Task instructions:
Nothing but the lines below between the line holding "pub fn check_cancelled(&self)" and the line holding "render is a pure", inclusive, should appear in the answer, each set down exactly.

[Saved data entries]
* * * *

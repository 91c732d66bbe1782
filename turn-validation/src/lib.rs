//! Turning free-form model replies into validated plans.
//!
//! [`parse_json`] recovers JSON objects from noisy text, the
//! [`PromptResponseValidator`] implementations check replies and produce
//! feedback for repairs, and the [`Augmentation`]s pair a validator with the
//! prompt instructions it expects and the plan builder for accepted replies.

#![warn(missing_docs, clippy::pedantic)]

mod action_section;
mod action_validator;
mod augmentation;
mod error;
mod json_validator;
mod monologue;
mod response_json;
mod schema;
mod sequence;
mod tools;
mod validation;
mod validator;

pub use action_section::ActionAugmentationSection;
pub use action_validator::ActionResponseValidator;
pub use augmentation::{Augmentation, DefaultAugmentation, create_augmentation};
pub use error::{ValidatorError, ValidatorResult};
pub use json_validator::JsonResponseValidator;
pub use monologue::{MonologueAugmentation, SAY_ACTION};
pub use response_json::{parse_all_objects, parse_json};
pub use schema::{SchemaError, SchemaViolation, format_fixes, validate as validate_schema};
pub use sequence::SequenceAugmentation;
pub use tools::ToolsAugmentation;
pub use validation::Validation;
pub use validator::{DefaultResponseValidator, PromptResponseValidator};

* * * *

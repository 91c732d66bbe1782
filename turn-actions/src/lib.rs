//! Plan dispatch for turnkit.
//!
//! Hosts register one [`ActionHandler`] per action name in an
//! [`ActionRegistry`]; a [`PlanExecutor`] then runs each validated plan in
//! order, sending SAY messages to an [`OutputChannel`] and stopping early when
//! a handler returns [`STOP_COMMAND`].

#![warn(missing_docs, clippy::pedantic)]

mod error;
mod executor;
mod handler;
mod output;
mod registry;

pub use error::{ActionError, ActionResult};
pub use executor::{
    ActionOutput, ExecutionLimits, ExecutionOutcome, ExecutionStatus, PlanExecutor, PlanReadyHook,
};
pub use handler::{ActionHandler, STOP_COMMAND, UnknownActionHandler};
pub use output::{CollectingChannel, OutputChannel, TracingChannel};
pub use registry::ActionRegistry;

* * * *

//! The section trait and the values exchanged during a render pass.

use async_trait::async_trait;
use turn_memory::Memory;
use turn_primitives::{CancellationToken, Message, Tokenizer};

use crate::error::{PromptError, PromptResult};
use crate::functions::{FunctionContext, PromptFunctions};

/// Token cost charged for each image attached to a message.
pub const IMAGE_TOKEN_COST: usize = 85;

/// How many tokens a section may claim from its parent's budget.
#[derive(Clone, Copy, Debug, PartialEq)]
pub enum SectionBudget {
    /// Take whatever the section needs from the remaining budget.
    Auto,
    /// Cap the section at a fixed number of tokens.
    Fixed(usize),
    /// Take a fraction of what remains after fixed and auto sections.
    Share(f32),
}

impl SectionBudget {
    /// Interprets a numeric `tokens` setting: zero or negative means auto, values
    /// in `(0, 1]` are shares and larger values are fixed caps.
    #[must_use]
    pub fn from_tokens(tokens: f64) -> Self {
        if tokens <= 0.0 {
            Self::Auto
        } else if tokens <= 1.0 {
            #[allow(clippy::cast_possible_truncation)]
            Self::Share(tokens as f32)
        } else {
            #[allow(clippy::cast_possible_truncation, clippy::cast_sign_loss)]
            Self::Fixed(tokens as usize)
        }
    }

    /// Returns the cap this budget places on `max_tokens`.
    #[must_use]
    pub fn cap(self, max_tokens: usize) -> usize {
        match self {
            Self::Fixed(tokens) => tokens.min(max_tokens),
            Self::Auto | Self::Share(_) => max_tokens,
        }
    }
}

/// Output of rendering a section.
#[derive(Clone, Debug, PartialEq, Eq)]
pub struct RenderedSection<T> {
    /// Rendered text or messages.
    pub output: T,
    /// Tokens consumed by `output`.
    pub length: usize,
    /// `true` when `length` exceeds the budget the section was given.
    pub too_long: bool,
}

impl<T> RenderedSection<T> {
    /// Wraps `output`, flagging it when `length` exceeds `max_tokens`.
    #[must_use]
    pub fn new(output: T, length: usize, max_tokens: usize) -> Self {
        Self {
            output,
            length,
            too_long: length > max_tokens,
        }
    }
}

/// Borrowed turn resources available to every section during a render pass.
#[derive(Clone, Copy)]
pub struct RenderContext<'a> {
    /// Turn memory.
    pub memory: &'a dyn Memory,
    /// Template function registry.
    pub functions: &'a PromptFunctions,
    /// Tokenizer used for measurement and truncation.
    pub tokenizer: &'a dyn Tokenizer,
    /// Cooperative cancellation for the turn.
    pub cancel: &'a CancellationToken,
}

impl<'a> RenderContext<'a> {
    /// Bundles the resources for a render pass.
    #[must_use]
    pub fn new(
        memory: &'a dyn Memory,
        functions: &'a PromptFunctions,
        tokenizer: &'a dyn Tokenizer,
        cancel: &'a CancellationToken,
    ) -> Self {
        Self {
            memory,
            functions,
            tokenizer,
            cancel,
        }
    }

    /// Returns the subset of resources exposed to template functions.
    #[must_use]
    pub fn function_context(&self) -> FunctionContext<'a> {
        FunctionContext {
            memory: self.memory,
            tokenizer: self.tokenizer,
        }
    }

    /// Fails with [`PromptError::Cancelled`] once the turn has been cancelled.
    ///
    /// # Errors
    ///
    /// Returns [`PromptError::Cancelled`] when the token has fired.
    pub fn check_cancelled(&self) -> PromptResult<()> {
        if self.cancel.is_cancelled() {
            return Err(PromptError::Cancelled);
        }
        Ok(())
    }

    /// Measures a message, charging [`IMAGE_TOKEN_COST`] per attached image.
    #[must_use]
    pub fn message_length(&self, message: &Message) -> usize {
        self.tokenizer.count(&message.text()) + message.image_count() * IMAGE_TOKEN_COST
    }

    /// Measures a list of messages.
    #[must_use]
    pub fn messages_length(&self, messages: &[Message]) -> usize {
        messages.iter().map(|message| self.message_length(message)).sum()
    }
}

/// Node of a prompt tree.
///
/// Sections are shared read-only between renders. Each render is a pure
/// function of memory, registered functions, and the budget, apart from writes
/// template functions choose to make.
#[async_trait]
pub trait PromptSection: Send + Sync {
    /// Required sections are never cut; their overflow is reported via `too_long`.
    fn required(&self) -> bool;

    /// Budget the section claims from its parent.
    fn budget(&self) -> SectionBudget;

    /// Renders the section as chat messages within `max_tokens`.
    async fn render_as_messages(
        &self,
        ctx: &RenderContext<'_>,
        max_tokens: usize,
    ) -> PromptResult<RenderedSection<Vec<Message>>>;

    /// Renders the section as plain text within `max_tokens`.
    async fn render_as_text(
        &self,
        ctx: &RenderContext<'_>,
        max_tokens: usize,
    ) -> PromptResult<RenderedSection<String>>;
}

* * * *

Task answer:
    pub fn check_cancelled(&self) -> PromptResult<()> {
        if self.cancel.is_cancelled() {
            return Err(PromptError::Cancelled);
        }
        Ok(())
    }

    /// Measures a message, charging [`IMAGE_TOKEN_COST`] per attached image.
    #[must_use]
    pub fn message_length(&self, message: &Message) -> usize {
        self.tokenizer.count(&message.text()) + message.image_count() * IMAGE_TOKEN_COST
    }

    /// Measures a list of messages.
    #[must_use]
    pub fn messages_length(&self, messages: &[Message]) -> usize {
        messages.iter().map(|message| self.message_length(message)).sum()
    }
}

/// Node of a prompt tree.
///
/// Sections are shared read-only between renders. Each render is a pure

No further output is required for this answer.